▶ _About this exercise_:
Copy exactly the lines of the data below that run from the line holding "self.bot.token = token;" through the line holding "self.marzban.password = password;", both ends included.

▶ _Recorded information_:
use std::fs;
use std::path::{Path, PathBuf};
use std::sync::atomic::{AtomicU64, Ordering};

use anyhow::{Context, Result, bail};
use async_trait::async_trait;
use boovpn_db::MAX_DEVICE_SLOTS;
use chrono_tz::Tz;
use serde::Deserialize;

#[derive(Debug, Clone, Deserialize)]
pub struct BotConfig {
    pub bot: TelegramSection,
    pub database: DatabaseSection,
    pub marzban: MarzbanSection,
    #[serde(default)]
    pub payments: PaymentsSection,
    #[serde(default)]
    pub app: AppSection,
}

#[derive(Debug, Clone, Deserialize)]
pub struct TelegramSection {
    #[serde(default)]
    pub token: String,
    #[serde(default)]
    pub admin_ids: Vec<i64>,
    /// Numeric chat id or `@channel` username.
    pub ops_channel: String,
    #[serde(default)]
    pub support_url: Option<String>,
}

#[derive(Debug, Clone, Deserialize)]
pub struct DatabaseSection {
    #[serde(default = "default_database_url")]
    pub url: String,
}

#[derive(Debug, Clone, Deserialize)]
pub struct MarzbanSection {
    pub api_url: String,
    pub username: String,
    #[serde(default)]
    pub password: String,
    /// Last bearer token handed out by the panel.
    #[serde(default)]
    pub api_key: String,
    #[serde(default = "default_timeout_secs")]
    pub timeout_secs: u64,
    #[serde(default = "default_proxy_protocol")]
    pub proxy_protocol: String,
    #[serde(default = "default_inbounds")]
    pub inbounds: Vec<String>,
}

#[derive(Debug, Clone, Deserialize)]
pub struct PaymentsSection {
    #[serde(default)]
    pub webhook_secret: String,
    #[serde(default = "default_listen_addr")]
    pub listen_addr: String,
}

#[derive(Debug, Clone, Deserialize)]
pub struct AppSection {
    #[serde(default = "default_trial_days")]
    pub trial_days: i64,
    #[serde(default = "default_check_hour")]
    pub check_hour: u32,
    #[serde(default = "default_timezone")]
    pub timezone: String,
    #[serde(default = "default_max_devices")]
    pub max_devices: usize,
}

fn default_database_url() -> String {
    "sqlite:boovpn.db".to_string()
}

fn default_timeout_secs() -> u64 {
    10
}

fn default_proxy_protocol() -> String {
    "shadowsocks".to_string()
}

fn default_inbounds() -> Vec<String> {
    vec!["Shadowsocks TCP".to_string()]
}

fn default_listen_addr() -> String {
    "0.0.0.0:8080".to_string()
}

fn default_trial_days() -> i64 {
    7
}

fn default_check_hour() -> u32 {
    19
}

fn default_timezone() -> String {
    "Europe/Moscow".to_string()
}

fn default_max_devices() -> usize {
    MAX_DEVICE_SLOTS
}

impl Default for PaymentsSection {
    fn default() -> Self {
        Self {
            webhook_secret: String::new(),
            listen_addr: default_listen_addr(),
        }
    }
}

impl Default for AppSection {
    fn default() -> Self {
        Self {
            trial_days: default_trial_days(),
            check_hour: default_check_hour(),
            timezone: default_timezone(),
            max_devices: default_max_devices(),
        }
    }
}

impl BotConfig {
    pub fn load(path: &Path) -> Result<Self> {
        let contents = fs::read_to_string(path)
            .with_context(|| format!("Failed to read config file {}", path.display()))?;
        tracing::info!("Loading config from {}", path.display());

        let mut config = Self::from_toml(&contents)?;
        config.apply_env_overrides();
        config.validate()?;
        Ok(config)
    }

    pub fn from_toml(contents: &str) -> Result<Self> {
        toml::from_str(contents).context("Failed to parse config")
    }

    fn apply_env_overrides(&mut self) {
        if let Ok(token) = std::env::var("BOT_TOKEN") {
            self.bot.token = token;
        }
        if let Ok(url) = std::env::var("DATABASE_URL") {
            self.database.url = url;
        }
        if let Ok(password) = std::env::var("MARZBAN_PASSWORD") {
            self.marzban.password = password;
        }
        if let Ok(secret) = std::env::var("PAYMENTS_WEBHOOK_SECRET") {
            self.payments.webhook_secret = secret;
        }
    }

    pub fn validate(&self) -> Result<()> {
        if self.bot.token.is_empty() {
            bail!("bot.token is not set (config or BOT_TOKEN)");
        }
        if self.app.check_hour >= 24 {
            bail!("app.check_hour must be below 24, got {}", self.app.check_hour);
        }
        if self.app.max_devices == 0 || self.app.max_devices > MAX_DEVICE_SLOTS {
            bail!(
                "app.max_devices must be between 1 and {}, got {}",
                MAX_DEVICE_SLOTS,
                self.app.max_devices
            );
        }
        if self.app.trial_days < 0 {
            bail!("app.trial_days must not be negative");
        }
        if self.marzban.timeout_secs == 0 {
            bail!("marzban.timeout_secs must be positive");
        }
        self.timezone()?;
        Ok(())
    }

    pub fn timezone(&self) -> Result<Tz> {
        self.app
            .timezone
            .parse::<Tz>()
            .map_err(|e| anyhow::anyhow!("Invalid app.timezone {:?}: {}", self.app.timezone, e))
    }

    pub fn is_admin(&self, user_id: i64) -> bool {
        self.bot.admin_ids.contains(&user_id)
    }
}

/// Where a refreshed panel token is written so it survives restarts.
#[async_trait]
pub trait TokenStore: Send + Sync {
    async fn persist_token(&self, token: &str) -> Result<()>;
}

/// Rewrites `marzban.api_key` inside the config file. Everything else,
/// comments and layout included, is kept as written.
pub struct FileTokenStore {
    path: PathBuf,
    writing: tokio::sync::Mutex<()>,
}

static TMP_SEQ: AtomicU64 = AtomicU64::new(0);

impl FileTokenStore {
    pub fn new(path: impl Into<PathBuf>) -> Self {
        Self {
            path: path.into(),
            writing: tokio::sync::Mutex::new(()),
        }
    }

    fn tmp_path(&self) -> PathBuf {
        let seq = TMP_SEQ.fetch_add(1, Ordering::Relaxed);
        let mut name = self.path.file_name().unwrap_or_default().to_os_string();
        name.push(format!(".{}.{}.tmp", std::process::id(), seq));
        self.path.with_file_name(name)
    }
}

#[async_trait]
impl TokenStore for FileTokenStore {
    async fn persist_token(&self, token: &str) -> Result<()> {
        let _writing = self.writing.lock().await;

        let contents = tokio::fs::read_to_string(&self.path)
            .await
            .with_context(|| format!("Failed to read {}", self.path.display()))?;
        let mut doc: toml_edit::DocumentMut = contents.parse().context("Failed to parse config")?;

        let marzban = doc.entry("marzban").or_insert(toml_edit::table());
        let Some(marzban) = marzban.as_table_like_mut() else {
            bail!("[marzban] in {} is not a table", self.path.display());
        };
        marzban.insert("api_key", toml_edit::value(token));

        let tmp = self.tmp_path();
        tokio::fs::write(&tmp, doc.to_string())
            .await
            .with_context(|| format!("Failed to write {}", tmp.display()))?;
        if let Err(e) = tokio::fs::rename(&tmp, &self.path).await {
            let _ = tokio::fs::remove_file(&tmp).await;
            return Err(e).with_context(|| format!("Failed to replace {}", self.path.display()));
        }
        Ok(())
    }
}

#[cfg(test)]
mod tests {
    use super::*;

    const SAMPLE: &str = r#"
[bot]
token = "123:abc"
admin_ids = [1001]
ops_channel = "-1002233445566"

[database]
url = "sqlite:test.db"

[marzban]
api_url = "https://panel.example.com"
username = "admin"
password = "secret"
api_key = "old-token"
"#;

    #[test]
    fn parses_with_defaults() {
        let config = BotConfig::from_toml(SAMPLE).unwrap();
        config.validate().unwrap();

        assert_eq!(config.app.trial_days, 7);
        assert_eq!(config.app.check_hour, 19);
        assert_eq!(config.app.max_devices, 3);
        assert_eq!(config.marzban.timeout_secs, 10);
        assert_eq!(config.marzban.inbounds, vec!["Shadowsocks TCP".to_string()]);
        assert_eq!(config.timezone().unwrap(), chrono_tz::Europe::Moscow);
        assert!(config.is_admin(1001));
        assert!(!config.is_admin(42));
    }

    #[test]
    fn rejects_out_of_range_values() {
        let mut config = BotConfig::from_toml(SAMPLE).unwrap();
        config.app.check_hour = 24;
        assert!(config.validate().is_err());

        let mut config = BotConfig::from_toml(SAMPLE).unwrap();
        config.app.max_devices = 4;
        assert!(config.validate().is_err());

        let mut config = BotConfig::from_toml(SAMPLE).unwrap();
        config.app.timezone = "Mars/Olympus".into();
        assert!(config.validate().is_err());
    }

    #[tokio::test]
    async fn token_store_rewrites_only_the_api_key() {
        let dir = tempfile::tempdir().unwrap();
        let path = dir.path().join("config.toml");
        std::fs::write(&path, SAMPLE).unwrap();

        FileTokenStore::new(&path).persist_token("fresh-token").await.unwrap();

        let reloaded = BotConfig::from_toml(&std::fs::read_to_string(&path).unwrap()).unwrap();
        assert_eq!(reloaded.marzban.api_key, "fresh-token");
        assert_eq!(reloaded.marzban.password, "secret");
        assert_eq!(reloaded.bot.admin_ids, vec![1001]);
        assert_eq!(reloaded.database.url, "sqlite:test.db");
    }

    #[tokio::test]
    async fn token_store_fails_on_missing_file() {
        let dir = tempfile::tempdir().unwrap();
        let store = FileTokenStore::new(dir.path().join("absent.toml"));
        assert!(store.persist_token("x").await.is_err());
    }

    #[tokio::test]
    async fn token_store_keeps_comments_and_survives_concurrent_refreshes() {
        let dir = tempfile::tempdir().unwrap();
        let path = dir.path().join("config.toml");
        let commented = SAMPLE.replace(
            "[marzban]",
            "# panel credentials\n[marzban]\n# Rewritten by the bot after every token refresh",
        );
        std::fs::write(&path, &commented).unwrap();

        let store = FileTokenStore::new(&path);
        let (a, b) = tokio::join!(store.persist_token("first"), store.persist_token("second"));
        a.unwrap();
        b.unwrap();

        let written = std::fs::read_to_string(&path).unwrap();
        assert!(written.contains("# panel credentials"));
        assert!(written.contains("# Rewritten by the bot after every token refresh"));
        let reloaded = BotConfig::from_toml(&written).unwrap();
        assert!(["first", "second"].contains(&reloaded.marzban.api_key.as_str()));

        let leftovers: Vec<_> = std::fs::read_dir(dir.path())
            .unwrap()
            .filter_map(|e| e.ok())
            .filter(|e| e.file_name().to_string_lossy().ends_with(".tmp"))
            .collect();
        assert!(leftovers.is_empty());
    }
}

▶ _Answer_:
            self.bot.token = token;
        }
        if let Ok(url) = std::env::var("DATABASE_URL") {
            self.database.url = url;
        }
        if let Ok(password) = std::env::var("MARZBAN_PASSWORD") {
            self.marzban.password = password;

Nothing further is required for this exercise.